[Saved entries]
════════

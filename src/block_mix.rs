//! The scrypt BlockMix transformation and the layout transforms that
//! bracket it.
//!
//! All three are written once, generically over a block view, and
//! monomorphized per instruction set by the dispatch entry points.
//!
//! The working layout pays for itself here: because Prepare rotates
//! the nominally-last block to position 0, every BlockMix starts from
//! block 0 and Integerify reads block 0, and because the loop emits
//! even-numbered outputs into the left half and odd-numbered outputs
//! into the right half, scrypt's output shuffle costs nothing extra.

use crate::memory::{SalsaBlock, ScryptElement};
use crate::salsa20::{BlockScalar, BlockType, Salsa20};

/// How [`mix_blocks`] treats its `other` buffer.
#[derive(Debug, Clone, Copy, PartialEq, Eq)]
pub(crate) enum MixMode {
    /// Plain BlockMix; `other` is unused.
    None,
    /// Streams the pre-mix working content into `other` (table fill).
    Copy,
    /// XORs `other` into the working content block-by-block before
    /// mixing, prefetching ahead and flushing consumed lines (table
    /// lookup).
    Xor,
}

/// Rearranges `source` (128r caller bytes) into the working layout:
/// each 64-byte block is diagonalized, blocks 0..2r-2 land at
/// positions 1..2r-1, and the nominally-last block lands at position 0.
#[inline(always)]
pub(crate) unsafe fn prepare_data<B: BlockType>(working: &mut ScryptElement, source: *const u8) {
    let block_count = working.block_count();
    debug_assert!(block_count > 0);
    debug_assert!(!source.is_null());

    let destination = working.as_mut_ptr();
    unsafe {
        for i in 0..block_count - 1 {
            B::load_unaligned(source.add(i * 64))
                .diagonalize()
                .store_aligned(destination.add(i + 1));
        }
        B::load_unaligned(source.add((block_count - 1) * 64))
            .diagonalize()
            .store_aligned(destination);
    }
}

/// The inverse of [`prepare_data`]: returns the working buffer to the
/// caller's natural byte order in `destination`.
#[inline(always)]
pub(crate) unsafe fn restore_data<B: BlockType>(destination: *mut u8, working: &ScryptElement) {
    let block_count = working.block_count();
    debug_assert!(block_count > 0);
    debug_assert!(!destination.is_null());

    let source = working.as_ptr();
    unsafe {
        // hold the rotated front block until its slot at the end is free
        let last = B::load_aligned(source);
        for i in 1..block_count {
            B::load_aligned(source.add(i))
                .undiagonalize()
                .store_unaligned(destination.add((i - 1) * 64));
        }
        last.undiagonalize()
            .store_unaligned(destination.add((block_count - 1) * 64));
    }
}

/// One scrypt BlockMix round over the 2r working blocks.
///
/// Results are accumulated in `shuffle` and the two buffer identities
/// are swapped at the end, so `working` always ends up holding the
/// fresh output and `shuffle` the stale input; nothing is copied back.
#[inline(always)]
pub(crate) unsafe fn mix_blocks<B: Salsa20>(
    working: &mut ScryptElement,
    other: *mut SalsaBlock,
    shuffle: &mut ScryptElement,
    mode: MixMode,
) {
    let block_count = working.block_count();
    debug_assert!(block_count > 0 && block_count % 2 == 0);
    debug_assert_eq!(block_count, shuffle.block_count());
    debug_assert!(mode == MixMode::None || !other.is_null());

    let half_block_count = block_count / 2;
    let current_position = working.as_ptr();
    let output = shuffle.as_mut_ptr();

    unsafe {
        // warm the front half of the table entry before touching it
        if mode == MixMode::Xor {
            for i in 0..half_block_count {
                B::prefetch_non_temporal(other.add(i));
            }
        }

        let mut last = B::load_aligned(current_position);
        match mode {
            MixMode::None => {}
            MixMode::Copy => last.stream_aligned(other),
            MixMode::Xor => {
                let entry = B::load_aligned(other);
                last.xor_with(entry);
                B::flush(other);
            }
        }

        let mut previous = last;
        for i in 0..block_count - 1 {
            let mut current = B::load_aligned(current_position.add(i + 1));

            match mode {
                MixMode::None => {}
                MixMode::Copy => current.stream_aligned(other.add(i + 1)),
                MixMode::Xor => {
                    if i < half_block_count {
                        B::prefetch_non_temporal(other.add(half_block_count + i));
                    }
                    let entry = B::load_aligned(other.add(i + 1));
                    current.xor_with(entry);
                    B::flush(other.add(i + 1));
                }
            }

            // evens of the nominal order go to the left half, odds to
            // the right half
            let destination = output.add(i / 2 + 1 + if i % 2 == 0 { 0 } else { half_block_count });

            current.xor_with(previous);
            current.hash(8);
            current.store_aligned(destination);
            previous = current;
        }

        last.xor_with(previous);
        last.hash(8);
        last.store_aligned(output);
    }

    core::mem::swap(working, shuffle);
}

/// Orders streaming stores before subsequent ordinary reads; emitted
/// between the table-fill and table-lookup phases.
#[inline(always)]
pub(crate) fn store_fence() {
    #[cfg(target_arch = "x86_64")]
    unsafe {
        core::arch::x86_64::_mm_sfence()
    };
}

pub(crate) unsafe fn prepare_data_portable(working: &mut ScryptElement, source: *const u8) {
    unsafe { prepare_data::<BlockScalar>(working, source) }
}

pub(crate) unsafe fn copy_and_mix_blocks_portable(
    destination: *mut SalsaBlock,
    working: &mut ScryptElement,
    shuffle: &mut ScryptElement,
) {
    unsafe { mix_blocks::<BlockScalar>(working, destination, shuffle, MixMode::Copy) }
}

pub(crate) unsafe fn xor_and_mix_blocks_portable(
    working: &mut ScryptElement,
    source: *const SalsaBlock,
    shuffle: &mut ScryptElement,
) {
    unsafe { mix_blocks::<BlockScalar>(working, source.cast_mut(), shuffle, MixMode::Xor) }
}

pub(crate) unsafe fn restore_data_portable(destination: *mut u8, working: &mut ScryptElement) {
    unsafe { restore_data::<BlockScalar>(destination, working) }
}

════════

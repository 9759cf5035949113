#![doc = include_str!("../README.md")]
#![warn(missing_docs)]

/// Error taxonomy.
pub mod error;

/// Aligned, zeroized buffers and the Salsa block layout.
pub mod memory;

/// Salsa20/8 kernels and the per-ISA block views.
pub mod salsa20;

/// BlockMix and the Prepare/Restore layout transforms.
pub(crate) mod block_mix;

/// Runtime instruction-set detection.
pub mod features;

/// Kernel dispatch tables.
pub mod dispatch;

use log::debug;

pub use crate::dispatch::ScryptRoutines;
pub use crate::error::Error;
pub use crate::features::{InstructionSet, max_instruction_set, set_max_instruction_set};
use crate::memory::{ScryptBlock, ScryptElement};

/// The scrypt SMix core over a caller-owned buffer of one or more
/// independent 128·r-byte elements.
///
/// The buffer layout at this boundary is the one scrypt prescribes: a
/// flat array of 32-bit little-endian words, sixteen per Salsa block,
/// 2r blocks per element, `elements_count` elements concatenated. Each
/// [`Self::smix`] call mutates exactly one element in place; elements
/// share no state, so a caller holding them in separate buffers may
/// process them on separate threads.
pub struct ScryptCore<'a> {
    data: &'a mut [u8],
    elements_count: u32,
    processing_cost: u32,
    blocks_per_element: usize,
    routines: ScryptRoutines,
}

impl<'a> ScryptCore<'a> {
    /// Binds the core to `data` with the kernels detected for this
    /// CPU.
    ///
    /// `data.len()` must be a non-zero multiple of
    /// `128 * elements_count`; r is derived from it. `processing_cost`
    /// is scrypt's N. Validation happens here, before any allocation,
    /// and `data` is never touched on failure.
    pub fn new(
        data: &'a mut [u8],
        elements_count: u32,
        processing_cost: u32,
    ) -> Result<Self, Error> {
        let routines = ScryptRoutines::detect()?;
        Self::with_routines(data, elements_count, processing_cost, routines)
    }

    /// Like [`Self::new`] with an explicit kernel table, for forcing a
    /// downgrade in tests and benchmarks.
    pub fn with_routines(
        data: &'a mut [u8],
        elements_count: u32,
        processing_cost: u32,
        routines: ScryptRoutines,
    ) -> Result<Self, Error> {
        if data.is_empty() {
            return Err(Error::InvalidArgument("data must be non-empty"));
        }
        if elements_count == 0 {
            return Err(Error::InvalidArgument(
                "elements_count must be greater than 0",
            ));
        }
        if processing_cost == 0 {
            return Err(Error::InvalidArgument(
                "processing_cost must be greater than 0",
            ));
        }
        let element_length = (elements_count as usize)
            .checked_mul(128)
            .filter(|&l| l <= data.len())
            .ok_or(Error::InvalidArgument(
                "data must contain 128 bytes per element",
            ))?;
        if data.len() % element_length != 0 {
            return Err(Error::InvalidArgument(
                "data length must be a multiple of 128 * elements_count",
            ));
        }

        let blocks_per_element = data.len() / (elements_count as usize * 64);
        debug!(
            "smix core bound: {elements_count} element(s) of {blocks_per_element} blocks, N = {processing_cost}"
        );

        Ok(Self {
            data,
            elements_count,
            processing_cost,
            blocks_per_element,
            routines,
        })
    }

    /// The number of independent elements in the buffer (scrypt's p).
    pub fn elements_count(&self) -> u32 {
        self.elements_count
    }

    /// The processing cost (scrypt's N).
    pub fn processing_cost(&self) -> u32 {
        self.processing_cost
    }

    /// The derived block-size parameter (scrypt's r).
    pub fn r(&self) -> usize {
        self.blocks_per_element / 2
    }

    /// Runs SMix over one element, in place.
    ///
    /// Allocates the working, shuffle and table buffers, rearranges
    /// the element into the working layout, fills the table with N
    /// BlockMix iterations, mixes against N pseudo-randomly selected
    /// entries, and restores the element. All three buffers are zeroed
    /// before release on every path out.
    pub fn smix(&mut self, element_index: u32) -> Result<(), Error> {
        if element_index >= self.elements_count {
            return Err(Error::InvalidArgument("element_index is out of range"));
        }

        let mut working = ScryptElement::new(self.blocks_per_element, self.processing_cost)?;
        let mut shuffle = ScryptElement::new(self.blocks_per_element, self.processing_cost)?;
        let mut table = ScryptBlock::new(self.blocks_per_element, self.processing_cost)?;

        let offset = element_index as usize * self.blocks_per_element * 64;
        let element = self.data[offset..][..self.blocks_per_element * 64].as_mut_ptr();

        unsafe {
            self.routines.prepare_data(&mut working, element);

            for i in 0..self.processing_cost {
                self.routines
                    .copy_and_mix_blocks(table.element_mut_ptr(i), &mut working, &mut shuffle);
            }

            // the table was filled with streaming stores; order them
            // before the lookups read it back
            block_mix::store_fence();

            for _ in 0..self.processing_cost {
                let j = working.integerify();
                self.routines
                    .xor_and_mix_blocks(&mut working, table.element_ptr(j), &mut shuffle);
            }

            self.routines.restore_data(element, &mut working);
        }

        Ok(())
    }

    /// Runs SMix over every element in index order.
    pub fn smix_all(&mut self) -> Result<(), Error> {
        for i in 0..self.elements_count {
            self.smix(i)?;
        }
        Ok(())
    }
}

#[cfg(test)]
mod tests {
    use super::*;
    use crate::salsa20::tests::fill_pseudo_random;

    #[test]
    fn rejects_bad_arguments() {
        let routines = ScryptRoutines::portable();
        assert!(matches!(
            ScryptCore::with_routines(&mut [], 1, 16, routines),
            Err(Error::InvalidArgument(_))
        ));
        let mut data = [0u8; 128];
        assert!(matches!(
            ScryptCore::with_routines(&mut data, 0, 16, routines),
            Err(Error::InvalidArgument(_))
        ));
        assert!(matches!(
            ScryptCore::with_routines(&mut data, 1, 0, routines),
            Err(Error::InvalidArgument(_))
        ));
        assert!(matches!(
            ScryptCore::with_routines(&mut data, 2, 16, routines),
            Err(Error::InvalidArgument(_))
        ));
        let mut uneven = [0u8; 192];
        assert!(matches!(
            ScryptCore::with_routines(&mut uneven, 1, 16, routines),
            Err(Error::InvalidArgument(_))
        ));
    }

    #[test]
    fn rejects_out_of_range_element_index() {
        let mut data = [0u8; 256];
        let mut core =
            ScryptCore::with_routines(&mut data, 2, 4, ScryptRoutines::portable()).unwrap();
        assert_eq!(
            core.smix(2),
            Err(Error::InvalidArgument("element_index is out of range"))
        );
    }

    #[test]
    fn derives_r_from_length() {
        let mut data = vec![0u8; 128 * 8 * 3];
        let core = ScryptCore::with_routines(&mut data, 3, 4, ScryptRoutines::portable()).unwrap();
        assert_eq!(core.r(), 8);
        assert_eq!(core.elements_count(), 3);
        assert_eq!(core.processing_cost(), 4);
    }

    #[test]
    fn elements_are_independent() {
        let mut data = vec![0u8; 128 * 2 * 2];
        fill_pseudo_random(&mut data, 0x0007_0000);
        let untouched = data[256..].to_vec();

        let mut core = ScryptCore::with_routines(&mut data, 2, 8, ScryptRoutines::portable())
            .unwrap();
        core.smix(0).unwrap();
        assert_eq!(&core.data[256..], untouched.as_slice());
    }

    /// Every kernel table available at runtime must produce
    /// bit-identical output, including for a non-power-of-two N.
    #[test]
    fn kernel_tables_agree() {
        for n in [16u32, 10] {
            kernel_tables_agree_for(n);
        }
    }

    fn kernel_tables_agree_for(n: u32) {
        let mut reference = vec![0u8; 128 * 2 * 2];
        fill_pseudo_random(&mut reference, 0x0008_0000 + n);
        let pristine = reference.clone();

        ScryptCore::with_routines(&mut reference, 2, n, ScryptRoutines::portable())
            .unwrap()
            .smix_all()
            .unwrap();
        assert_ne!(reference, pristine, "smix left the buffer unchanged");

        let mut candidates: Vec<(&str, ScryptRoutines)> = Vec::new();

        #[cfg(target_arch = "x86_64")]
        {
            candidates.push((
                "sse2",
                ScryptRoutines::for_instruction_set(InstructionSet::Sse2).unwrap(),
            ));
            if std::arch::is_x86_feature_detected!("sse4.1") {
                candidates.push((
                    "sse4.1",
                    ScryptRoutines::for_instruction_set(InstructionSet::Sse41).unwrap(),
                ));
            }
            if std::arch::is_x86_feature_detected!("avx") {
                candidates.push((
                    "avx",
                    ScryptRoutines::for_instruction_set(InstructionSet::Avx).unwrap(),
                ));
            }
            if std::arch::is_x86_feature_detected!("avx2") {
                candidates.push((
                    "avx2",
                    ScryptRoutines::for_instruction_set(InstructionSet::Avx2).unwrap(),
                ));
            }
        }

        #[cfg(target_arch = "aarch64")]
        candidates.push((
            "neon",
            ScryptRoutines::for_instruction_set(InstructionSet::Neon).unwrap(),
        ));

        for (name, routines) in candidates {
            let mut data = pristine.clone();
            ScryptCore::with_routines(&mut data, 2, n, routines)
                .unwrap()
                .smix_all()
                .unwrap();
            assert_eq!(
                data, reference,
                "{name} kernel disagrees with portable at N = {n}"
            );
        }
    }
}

════════

Required work: Retype the entries above exactly, but only from the line containing "filename src/block_mix.rs" through the line containing "BlockMix starts from", both included.

Task answer:
filename src/block_mix.rs
//! The scrypt BlockMix transformation and the layout transforms that
//! bracket it.
//!
//! All three are written once, generically over a block view, and
//! monomorphized per instruction set by the dispatch entry points.
//!
//! The working layout pays for itself here: because Prepare rotates
//! the nominally-last block to position 0, every BlockMix starts from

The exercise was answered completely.